> _Exercise brief_: From the records below, work out how many lines contain "false". Reply with that number alone.

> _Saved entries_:

---

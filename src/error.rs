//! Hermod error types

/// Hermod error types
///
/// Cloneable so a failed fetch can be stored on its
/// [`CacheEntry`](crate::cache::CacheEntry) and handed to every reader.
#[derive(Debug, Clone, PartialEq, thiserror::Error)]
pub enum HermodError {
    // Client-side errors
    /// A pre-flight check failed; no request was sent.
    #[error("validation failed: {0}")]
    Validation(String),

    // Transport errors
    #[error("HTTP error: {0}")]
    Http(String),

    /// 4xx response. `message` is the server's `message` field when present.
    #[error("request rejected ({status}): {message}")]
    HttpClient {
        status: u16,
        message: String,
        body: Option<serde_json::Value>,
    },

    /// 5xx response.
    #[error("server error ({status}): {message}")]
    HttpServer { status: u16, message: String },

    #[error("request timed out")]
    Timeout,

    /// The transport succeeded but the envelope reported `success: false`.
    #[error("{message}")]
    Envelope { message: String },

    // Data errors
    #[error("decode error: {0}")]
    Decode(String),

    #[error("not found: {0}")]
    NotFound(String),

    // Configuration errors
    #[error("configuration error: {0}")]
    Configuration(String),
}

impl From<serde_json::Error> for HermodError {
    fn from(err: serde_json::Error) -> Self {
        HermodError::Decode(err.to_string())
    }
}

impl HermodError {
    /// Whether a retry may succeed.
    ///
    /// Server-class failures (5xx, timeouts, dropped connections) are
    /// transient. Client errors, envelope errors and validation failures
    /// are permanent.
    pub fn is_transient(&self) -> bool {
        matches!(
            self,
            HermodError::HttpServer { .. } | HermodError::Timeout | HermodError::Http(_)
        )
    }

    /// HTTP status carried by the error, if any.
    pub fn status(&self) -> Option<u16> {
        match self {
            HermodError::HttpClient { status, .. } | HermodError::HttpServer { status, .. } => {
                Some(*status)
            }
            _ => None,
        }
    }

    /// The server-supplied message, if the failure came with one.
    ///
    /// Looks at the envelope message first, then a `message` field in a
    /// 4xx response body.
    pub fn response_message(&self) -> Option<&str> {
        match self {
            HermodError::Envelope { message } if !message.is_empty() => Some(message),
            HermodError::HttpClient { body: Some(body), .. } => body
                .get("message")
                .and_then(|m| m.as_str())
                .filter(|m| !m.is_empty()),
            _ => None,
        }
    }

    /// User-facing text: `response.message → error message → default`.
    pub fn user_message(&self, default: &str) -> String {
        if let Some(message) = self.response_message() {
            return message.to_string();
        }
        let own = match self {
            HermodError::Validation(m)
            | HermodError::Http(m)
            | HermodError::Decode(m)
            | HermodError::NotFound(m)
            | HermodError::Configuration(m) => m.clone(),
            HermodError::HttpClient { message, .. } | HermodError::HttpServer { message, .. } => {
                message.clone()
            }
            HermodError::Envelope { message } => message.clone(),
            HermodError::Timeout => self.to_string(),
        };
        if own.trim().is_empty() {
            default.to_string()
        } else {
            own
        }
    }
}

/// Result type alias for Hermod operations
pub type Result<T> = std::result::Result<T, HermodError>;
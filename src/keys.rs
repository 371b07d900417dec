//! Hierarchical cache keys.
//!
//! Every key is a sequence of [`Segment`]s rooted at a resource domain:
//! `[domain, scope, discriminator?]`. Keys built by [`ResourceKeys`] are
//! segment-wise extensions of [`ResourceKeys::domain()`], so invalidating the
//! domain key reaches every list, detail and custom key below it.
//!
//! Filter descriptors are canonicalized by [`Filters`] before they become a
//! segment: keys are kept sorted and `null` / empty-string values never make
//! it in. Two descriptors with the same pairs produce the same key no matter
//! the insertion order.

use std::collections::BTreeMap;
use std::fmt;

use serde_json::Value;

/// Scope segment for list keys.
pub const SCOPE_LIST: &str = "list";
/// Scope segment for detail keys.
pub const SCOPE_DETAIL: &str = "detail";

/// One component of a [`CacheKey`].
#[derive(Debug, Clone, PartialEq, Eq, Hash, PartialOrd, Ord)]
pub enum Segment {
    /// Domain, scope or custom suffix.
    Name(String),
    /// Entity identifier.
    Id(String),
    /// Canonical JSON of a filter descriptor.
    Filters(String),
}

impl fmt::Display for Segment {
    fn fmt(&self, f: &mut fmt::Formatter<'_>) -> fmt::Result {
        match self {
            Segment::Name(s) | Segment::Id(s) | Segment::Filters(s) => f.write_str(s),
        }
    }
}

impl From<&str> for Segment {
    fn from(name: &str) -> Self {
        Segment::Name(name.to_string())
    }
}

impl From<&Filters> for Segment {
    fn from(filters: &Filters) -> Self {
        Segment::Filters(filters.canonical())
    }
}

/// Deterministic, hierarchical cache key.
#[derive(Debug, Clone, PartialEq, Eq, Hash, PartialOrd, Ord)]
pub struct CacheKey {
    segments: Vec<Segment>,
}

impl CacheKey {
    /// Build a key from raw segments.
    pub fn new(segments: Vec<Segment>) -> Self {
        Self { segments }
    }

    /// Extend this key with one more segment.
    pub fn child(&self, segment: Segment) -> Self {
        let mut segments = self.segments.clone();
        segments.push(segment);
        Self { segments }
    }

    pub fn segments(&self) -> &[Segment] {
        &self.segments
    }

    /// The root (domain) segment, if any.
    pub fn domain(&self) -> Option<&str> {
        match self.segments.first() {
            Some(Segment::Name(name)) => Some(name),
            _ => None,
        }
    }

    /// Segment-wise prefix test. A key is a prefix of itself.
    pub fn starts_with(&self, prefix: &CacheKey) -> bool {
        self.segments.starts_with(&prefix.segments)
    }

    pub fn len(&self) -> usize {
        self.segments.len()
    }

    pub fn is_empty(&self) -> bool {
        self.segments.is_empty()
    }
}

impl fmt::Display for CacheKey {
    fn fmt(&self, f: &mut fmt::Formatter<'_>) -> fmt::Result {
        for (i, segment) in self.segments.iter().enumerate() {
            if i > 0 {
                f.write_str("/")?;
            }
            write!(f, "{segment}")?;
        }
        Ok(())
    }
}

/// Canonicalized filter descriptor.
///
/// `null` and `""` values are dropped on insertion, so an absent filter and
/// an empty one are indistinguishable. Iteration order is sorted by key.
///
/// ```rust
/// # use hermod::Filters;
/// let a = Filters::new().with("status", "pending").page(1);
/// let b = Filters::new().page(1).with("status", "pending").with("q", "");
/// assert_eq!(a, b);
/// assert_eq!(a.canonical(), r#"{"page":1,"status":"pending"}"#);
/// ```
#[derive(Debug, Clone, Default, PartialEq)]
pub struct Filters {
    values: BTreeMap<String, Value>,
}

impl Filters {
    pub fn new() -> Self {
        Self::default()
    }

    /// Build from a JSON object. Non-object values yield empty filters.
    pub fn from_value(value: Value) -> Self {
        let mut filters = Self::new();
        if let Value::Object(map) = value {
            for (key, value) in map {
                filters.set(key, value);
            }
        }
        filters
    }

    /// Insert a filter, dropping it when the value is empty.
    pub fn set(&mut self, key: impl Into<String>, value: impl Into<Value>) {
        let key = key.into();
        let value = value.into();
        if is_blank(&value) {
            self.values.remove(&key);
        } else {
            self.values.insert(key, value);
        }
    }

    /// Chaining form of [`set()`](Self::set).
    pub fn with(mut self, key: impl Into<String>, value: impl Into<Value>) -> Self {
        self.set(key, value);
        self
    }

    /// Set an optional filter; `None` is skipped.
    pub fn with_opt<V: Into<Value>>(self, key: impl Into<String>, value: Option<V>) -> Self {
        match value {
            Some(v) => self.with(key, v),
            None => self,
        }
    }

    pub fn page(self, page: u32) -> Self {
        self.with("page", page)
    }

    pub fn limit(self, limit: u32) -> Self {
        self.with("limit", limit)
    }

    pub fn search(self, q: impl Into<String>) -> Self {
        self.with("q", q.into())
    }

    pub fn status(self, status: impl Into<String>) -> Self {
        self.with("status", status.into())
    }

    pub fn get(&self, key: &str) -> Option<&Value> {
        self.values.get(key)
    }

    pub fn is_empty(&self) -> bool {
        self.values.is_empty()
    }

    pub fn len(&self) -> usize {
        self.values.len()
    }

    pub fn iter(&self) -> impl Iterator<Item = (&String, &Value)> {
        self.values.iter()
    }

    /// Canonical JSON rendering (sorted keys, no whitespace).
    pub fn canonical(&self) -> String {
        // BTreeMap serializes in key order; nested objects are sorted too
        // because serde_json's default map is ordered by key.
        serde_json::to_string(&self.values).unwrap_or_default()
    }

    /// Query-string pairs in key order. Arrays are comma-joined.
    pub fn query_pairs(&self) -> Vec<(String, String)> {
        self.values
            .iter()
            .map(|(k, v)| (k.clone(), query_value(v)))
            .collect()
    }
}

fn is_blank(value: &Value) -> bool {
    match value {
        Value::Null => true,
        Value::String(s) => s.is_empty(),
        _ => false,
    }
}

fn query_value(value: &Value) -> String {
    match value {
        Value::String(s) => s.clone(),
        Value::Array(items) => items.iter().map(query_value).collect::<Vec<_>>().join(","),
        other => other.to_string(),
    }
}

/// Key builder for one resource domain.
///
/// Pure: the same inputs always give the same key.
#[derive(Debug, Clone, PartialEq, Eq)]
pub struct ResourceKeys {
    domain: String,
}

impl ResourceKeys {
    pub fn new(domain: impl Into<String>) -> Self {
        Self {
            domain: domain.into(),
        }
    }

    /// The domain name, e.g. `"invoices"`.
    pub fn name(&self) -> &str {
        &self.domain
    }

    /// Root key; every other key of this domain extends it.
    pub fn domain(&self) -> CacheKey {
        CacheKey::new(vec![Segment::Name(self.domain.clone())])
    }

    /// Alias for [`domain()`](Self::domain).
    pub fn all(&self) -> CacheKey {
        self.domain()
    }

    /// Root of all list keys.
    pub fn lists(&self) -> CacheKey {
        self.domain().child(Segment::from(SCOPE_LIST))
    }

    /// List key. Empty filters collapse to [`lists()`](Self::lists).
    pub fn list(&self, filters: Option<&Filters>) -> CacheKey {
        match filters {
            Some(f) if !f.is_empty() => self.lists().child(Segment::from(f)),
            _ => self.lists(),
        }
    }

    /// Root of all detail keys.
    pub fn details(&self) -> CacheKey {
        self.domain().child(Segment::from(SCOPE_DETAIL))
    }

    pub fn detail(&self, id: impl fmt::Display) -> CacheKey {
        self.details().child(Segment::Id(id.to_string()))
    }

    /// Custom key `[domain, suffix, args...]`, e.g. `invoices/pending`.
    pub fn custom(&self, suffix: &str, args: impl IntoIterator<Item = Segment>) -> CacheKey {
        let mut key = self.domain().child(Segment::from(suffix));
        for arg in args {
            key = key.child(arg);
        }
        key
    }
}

---

> _Answer to this problem_: 2